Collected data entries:
^^^^^^^^

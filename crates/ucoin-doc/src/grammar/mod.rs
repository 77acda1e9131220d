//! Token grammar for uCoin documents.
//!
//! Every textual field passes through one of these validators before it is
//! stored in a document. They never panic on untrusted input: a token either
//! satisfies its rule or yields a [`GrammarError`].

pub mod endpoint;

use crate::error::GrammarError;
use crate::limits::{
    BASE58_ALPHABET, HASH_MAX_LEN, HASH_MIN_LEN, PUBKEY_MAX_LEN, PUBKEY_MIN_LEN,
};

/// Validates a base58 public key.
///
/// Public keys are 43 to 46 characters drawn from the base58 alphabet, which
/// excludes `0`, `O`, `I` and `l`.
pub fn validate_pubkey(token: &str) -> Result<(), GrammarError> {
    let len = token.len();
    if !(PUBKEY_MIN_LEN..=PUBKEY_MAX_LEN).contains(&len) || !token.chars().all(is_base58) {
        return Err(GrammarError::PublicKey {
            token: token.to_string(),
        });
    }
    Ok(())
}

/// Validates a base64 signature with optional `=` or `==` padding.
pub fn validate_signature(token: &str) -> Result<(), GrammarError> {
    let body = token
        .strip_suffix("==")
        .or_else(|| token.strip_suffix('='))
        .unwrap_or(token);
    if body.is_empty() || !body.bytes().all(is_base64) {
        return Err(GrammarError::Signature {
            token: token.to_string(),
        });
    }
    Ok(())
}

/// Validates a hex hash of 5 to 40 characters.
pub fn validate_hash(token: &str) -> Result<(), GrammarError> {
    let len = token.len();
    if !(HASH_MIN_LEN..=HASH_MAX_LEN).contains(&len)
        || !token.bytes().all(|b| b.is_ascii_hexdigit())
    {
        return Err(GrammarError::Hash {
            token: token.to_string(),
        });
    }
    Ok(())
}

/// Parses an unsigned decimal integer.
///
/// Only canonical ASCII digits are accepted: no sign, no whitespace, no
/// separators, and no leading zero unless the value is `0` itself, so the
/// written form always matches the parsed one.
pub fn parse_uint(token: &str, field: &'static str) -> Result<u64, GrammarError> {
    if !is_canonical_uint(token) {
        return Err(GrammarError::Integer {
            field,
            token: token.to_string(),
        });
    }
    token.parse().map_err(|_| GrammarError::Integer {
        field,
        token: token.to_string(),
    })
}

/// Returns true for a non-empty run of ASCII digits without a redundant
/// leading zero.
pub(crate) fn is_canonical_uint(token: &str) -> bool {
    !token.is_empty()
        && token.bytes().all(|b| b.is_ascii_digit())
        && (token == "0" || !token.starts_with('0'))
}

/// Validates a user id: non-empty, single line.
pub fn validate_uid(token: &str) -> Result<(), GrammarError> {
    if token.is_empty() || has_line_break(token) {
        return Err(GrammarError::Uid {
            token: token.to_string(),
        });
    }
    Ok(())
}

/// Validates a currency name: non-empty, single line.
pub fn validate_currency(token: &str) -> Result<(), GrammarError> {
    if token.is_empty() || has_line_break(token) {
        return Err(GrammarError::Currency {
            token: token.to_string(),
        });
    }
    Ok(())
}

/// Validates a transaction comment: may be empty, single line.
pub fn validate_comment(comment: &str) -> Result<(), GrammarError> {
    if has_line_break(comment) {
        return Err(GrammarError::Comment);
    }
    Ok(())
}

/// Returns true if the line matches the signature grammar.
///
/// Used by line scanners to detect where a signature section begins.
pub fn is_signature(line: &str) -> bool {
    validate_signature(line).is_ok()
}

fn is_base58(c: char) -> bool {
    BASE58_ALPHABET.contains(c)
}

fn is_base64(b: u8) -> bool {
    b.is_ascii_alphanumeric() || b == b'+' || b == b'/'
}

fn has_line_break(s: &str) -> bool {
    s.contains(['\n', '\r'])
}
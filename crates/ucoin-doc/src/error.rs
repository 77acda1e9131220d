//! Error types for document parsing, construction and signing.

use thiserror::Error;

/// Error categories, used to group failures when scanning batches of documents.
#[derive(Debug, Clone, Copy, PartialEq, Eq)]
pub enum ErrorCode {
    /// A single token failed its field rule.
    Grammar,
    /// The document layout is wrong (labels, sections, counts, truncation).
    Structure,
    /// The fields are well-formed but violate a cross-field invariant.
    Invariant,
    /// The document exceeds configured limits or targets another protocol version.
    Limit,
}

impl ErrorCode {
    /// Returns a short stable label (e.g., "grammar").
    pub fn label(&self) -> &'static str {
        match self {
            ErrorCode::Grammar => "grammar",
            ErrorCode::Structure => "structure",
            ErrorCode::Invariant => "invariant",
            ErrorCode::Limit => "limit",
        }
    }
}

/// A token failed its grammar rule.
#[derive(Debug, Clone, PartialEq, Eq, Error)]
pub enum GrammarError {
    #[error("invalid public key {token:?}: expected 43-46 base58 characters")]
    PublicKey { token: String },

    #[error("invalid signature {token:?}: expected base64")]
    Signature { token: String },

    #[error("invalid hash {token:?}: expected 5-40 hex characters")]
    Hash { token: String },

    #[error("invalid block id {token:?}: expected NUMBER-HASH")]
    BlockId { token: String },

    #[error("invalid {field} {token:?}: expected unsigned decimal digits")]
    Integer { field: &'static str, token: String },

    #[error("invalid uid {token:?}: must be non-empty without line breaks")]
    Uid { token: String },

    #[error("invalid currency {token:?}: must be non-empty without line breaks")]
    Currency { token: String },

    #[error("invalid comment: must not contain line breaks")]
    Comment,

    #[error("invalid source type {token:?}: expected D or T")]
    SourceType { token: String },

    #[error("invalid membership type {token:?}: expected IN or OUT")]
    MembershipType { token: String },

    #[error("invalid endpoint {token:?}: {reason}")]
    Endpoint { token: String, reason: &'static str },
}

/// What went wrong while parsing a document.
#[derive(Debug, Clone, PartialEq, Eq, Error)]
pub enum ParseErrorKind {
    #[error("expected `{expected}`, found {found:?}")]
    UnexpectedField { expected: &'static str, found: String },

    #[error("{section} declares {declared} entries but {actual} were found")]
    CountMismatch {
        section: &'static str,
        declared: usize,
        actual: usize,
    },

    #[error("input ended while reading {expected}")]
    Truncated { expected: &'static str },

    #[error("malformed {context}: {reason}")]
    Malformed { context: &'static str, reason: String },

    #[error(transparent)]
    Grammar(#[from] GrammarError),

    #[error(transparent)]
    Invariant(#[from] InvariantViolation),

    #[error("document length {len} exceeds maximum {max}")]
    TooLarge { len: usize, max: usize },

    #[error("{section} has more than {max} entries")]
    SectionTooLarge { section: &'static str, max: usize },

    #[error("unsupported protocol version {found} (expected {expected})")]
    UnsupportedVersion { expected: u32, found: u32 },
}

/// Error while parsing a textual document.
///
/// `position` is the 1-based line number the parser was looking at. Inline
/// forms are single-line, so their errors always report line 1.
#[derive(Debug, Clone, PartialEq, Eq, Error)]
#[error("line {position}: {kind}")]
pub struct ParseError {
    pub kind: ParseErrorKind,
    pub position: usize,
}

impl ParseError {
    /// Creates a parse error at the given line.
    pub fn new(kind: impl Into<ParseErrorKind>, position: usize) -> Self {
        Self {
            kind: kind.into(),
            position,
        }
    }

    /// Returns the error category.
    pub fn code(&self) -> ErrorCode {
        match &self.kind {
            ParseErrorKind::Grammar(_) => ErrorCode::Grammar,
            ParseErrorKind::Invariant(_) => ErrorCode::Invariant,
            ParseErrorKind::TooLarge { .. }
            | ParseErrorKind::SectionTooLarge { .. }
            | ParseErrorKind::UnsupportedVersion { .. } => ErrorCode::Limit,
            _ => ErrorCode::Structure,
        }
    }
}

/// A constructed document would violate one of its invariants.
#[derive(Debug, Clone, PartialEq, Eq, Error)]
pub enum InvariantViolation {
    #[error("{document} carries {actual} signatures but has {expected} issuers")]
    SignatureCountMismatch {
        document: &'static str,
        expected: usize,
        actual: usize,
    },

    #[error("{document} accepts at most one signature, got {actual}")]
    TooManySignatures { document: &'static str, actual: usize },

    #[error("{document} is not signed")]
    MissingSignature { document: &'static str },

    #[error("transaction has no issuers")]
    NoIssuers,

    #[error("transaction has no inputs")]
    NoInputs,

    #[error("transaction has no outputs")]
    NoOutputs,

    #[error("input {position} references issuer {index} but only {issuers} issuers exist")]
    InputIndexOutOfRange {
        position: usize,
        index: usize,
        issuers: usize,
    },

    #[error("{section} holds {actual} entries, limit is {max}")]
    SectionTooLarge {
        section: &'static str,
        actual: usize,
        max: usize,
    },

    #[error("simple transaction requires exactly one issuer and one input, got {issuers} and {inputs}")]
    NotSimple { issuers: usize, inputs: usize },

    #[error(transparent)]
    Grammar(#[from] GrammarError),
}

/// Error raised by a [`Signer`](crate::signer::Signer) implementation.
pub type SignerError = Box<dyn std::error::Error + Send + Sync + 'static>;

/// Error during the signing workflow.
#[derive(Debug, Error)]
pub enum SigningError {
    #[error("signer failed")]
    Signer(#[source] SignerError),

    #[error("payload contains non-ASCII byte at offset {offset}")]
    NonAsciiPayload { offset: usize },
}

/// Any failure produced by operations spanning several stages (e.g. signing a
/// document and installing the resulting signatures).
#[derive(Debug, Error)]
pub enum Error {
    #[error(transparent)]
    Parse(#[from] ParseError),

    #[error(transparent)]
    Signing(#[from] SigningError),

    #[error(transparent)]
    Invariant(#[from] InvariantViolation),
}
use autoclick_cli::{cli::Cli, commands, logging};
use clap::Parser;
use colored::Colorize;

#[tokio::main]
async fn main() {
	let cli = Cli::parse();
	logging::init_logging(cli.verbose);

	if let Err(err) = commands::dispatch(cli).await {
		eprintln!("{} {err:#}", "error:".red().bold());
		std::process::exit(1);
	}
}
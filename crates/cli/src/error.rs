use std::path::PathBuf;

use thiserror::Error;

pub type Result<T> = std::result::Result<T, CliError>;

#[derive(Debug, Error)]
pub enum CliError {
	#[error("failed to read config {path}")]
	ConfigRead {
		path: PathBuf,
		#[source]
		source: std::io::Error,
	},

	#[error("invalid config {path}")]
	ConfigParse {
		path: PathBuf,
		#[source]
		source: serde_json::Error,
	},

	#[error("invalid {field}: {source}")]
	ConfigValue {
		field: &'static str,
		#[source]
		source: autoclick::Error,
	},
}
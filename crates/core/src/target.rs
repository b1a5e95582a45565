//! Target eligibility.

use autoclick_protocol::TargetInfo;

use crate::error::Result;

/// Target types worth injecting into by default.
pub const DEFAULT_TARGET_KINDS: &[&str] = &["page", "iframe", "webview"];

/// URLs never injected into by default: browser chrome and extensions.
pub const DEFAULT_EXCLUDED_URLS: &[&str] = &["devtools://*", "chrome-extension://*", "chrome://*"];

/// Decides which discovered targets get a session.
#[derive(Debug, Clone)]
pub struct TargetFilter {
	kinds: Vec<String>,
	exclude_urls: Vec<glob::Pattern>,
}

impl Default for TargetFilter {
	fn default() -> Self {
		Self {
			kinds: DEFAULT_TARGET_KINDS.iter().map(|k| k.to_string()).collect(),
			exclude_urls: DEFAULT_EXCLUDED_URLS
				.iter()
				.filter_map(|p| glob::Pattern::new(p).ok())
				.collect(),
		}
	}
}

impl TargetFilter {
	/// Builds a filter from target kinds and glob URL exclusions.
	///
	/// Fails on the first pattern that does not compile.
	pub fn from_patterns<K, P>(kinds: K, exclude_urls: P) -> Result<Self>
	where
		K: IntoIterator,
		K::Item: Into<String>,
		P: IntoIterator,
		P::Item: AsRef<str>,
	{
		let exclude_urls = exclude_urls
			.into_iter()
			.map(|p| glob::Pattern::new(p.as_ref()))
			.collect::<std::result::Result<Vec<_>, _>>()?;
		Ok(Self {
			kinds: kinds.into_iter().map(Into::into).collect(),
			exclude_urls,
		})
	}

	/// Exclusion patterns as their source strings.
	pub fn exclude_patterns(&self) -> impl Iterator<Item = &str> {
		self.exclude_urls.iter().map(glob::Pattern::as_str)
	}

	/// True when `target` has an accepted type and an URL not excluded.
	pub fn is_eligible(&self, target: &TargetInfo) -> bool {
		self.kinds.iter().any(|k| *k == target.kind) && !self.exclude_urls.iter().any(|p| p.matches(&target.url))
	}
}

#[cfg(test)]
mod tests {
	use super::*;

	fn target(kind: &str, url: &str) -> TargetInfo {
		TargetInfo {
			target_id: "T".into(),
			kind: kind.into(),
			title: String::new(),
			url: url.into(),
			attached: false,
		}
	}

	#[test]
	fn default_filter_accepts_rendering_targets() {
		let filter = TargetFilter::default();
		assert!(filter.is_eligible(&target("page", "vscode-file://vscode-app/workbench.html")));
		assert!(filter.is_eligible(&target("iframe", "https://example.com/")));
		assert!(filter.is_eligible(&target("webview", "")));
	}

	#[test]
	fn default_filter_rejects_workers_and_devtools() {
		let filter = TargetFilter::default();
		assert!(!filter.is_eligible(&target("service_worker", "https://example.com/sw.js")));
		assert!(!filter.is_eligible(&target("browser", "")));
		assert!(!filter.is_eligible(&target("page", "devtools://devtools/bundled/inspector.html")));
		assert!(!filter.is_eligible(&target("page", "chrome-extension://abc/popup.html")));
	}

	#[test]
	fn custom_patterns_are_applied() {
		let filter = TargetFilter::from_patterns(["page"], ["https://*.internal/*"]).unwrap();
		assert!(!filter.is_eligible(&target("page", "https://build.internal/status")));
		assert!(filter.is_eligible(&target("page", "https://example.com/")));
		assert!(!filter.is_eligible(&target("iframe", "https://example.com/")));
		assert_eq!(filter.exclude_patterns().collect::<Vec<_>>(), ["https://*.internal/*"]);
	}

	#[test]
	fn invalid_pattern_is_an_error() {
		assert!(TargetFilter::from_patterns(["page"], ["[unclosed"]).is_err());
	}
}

^^^^^^^^

What you are asked to do
Lines holding the word "iframe" in the entries above are the ones to pull out. Copy them all.

Your response
pub const DEFAULT_TARGET_KINDS: &[&str] = &["page", "iframe", "webview"];
		assert!(filter.is_eligible(&target("iframe", "https://example.com/")));
		assert!(!filter.is_eligible(&target("iframe", "https://example.com/")));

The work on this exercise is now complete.